Filter the records for "Result" and keep each line that has it.
[[ Data section open ]]
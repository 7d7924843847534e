use std::path::{Path, PathBuf};

use anyhow::Context;
use clap::{Parser, Subcommand};
use glam::{UVec2, Vec2};
use sha2::{Digest, Sha256};
use tilegrid_common::{BufferAllocator, TextureHandle, TilemapData, TilemapMeta};
use tilegrid_render::{
    AutoTileLayout, DebugRenderer, FramePlan, HostTexture, OrthoCamera, RenderConfig, RenderPass,
    Renderer, SPRITE_PUSH_SIZE, SpriteInstanceSet, SpriteSheet, TILE_STRIDE, TILEMAP_HEADER_SIZE,
    TRANSFORMS_SIZE, TileBuffer, TileGrid, TransformState,
};
use tilegrid_render_wgpu::{
    OFFSCREEN_FORMAT, OffscreenTarget, WgpuTileRenderer, request_headless_device,
};
use tracing_subscriber::EnvFilter;

/// Demo sheet: 8x8 cells of 8x8 texels.
const SHEET_CELLS: u32 = 8;
const CELL_TEXELS: u32 = 8;
const DEMO_GRID: u32 = 16;

#[derive(Parser)]
#[command(name = "tilegrid-cli", about = "CLI tool for tilegrid tilemaps")]
struct Cli {
    /// Enable verbose logging
    #[arg(short, long)]
    verbose: bool,

    #[command(subcommand)]
    command: Commands,
}

#[derive(Subcommand)]
enum Commands {
    /// Print version and GPU layout sizes
    Info,
    /// Pack a JSON tilemap into its GPU byte layout
    Pack {
        /// Tilemap JSON file
        #[arg(short, long)]
        map: PathBuf,
        /// Write the packed bytes here
        #[arg(short, long)]
        out: Option<PathBuf>,
    },
    /// Build a frame and print what the CPU renderer draws
    Frame {
        /// Tilemap JSON file; the demo grid is used when absent
        #[arg(short, long)]
        map: Option<PathBuf>,
        /// Side length of the square demo grid
        #[arg(short, long, default_value = "16")]
        grid: u32,
        /// Number of demo sprites
        #[arg(short, long, default_value = "2")]
        sprites: u32,
    },
    /// Render a frame offscreen with wgpu and hash the pixels
    Render {
        #[arg(long, default_value = "256")]
        width: u32,
        #[arg(long, default_value = "256")]
        height: u32,
        /// Tilemap JSON file; the demo grid is used when absent
        #[arg(short, long)]
        map: Option<PathBuf>,
        /// RenderConfig JSON file
        #[arg(short, long)]
        config: Option<PathBuf>,
        /// Number of demo sprites
        #[arg(short, long, default_value = "2")]
        sprites: u32,
    },
}

fn main() -> anyhow::Result<()> {
    let cli = Cli::parse();

    let filter = if cli.verbose { "debug" } else { "info" };
    tracing_subscriber::fmt()
        .with_env_filter(EnvFilter::new(filter))
        .init();

    match cli.command {
        Commands::Info => {
            println!("tilegrid-cli v{}", env!("CARGO_PKG_VERSION"));
            println!("transforms uniform: {TRANSFORMS_SIZE} bytes");
            println!("tilemap header: {TILEMAP_HEADER_SIZE} bytes, tile stride: {TILE_STRIDE} bytes");
            println!("sprite push constants: {SPRITE_PUSH_SIZE} bytes");
        }
        Commands::Pack { map, out } => {
            let data = load_map(&map)?;
            let buffer = TileBuffer::from_data(&data)?;
            let bytes = buffer.to_bytes();
            println!(
                "Packed {} tiles: {} bytes, sha256={:x}",
                buffer.len(),
                bytes.len(),
                Sha256::digest(&bytes)
            );
            if let Some(out) = out {
                std::fs::write(&out, &bytes)
                    .with_context(|| format!("writing {}", out.display()))?;
                println!("Wrote {}", out.display());
            }
        }
        Commands::Frame { map, grid, sprites } => {
            let mut tiles = match map {
                Some(path) => TileBuffer::from_data(&load_map(&path)?)?,
                None => demo_tiles(grid)?,
            };
            let mut renderer = DebugRenderer::new();
            let sheet = renderer.add_texture(HostTexture::from_fn(
                SHEET_CELLS * CELL_TEXELS,
                SHEET_CELLS * CELL_TEXELS,
                sheet_texel,
            )?);
            let viewport = UVec2::new(800, 600);
            let plan = build_frame(&mut renderer, &mut tiles, sheet, sprites, viewport)?;
            let report = renderer.render(&plan)?;
            print!("{report}");
        }
        Commands::Render {
            width,
            height,
            map,
            config,
            sprites,
        } => {
            let config = match config {
                Some(path) => load_config(&path)?,
                None => RenderConfig::default(),
            };
            let mut tiles = match map {
                Some(path) => TileBuffer::from_data(&load_map(&path)?)?,
                None => demo_tiles(DEMO_GRID)?,
            };

            let (device, queue) = request_headless_device(config.sprite_mode)?;
            let mut renderer = WgpuTileRenderer::new(device, queue, OFFSCREEN_FORMAT, config)?;
            println!("Sprite path: {:?}", renderer.sprite_path());

            let side = SHEET_CELLS * CELL_TEXELS;
            let sheet_pixels = HostTexture::from_fn(side, side, sheet_texel)?;
            let sheet = renderer.create_sheet_texture(side, side, sheet_pixels.rgba())?;

            let viewport = UVec2::new(width, height);
            let plan = build_frame(&mut renderer, &mut tiles, sheet, sprites, viewport)?;
            let target = OffscreenTarget::new(renderer.device(), width, height)?;
            let stats = renderer.render_to(target.view(), &plan)?;
            let pixels = target.read_pixels(renderer.device(), renderer.queue())?;

            println!(
                "Frame: draw_calls={}, tiles={}, sprites={}",
                stats.draw_calls, stats.tile_instances, stats.sprites
            );
            println!(
                "Pixels: {width}x{height}, sha256={:x}",
                Sha256::digest(&pixels)
            );
        }
    }

    Ok(())
}

fn load_map(path: &Path) -> anyhow::Result<TilemapData> {
    let text =
        std::fs::read_to_string(path).with_context(|| format!("reading {}", path.display()))?;
    serde_json::from_str(&text).with_context(|| format!("parsing {}", path.display()))
}

fn load_config(path: &Path) -> anyhow::Result<RenderConfig> {
    let text =
        std::fs::read_to_string(path).with_context(|| format!("reading {}", path.display()))?;
    serde_json::from_str(&text).with_context(|| format!("parsing {}", path.display()))
}

/// Distinct flat colour per sheet cell, with a dark one-texel border.
fn sheet_texel(x: u32, y: u32) -> [u8; 4] {
    let (cx, cy) = (x / CELL_TEXELS, y / CELL_TEXELS);
    if x % CELL_TEXELS == 0 || y % CELL_TEXELS == 0 {
        return [16, 16, 24, 255];
    }
    let step = 255 / SHEET_CELLS;
    [(cx * step) as u8, (cy * step) as u8, 160, 255]
}

/// A square grid with a border and both diagonals filled, auto-tiled from the
/// block at the sheet's top-left corner.
fn demo_tiles(side: u32) -> anyhow::Result<TileBuffer> {
    let mut grid = TileGrid::new(side, side)?;
    let last = side - 1;
    for i in 0..side {
        for (x, y) in [(i, 0), (i, last), (0, i), (last, i), (i, i), (last - i, i)] {
            grid.set(x, y, 0)?;
        }
    }
    let layout = AutoTileLayout::new(UVec2::ZERO, SHEET_CELLS)?;
    let tile_size = Vec2::splat(1.0 / SHEET_CELLS as f32);
    let mut tiles = TileBuffer::new(TilemapMeta::new(tile_size, side, SHEET_CELLS)?);
    tiles.sync_autotiled(&grid, tile_size, &layout)?;
    tracing::info!(side, filled = grid.filled_count(), "demo grid built");
    Ok(tiles)
}

/// Upload the map and camera, then record the tilemap and demo sprites.
fn build_frame<A: BufferAllocator>(
    alloc: &mut A,
    tiles: &mut TileBuffer,
    sheet: TextureHandle,
    sprites: u32,
    viewport: UVec2,
) -> anyhow::Result<FramePlan> {
    let meta = *tiles.meta();
    let rows = tiles
        .tiles()
        .iter()
        .map(|t| meta.grid_coords(*t).y + 1)
        .max()
        .unwrap_or(1);
    let mut camera = OrthoCamera::framing(meta.grid_width(), rows);
    camera.set_viewport(viewport);

    let mut transforms = TransformState::new();
    camera.apply_to(&mut transforms);
    transforms.upload(alloc)?;
    tiles.upload(alloc)?;

    let mut pass = RenderPass::begin(&transforms)?;
    pass.draw_all_tiles(tiles, sheet)?;

    let sprite_sheet = SpriteSheet::new(SHEET_CELLS, SHEET_CELLS, CELL_TEXELS, CELL_TEXELS)?;
    let mut set = SpriteInstanceSet::new();
    for i in 0..sprites {
        let offset = i as f32 * 1.5;
        set.add_from_sheet(
            &sprite_sheet,
            Vec2::new(offset, offset),
            UVec2::new(i % SHEET_CELLS, SHEET_CELLS - 1),
        )?;
    }
    set.flush(sheet, &mut pass);
    Ok(pass.finish())
}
[[ Data section closed ]]
• **Exercise output**:
fn main() -> anyhow::Result<()> {
fn load_map(path: &Path) -> anyhow::Result<TilemapData> {
fn load_config(path: &Path) -> anyhow::Result<RenderConfig> {
fn demo_tiles(side: u32) -> anyhow::Result<TileBuffer> {
) -> anyhow::Result<FramePlan> {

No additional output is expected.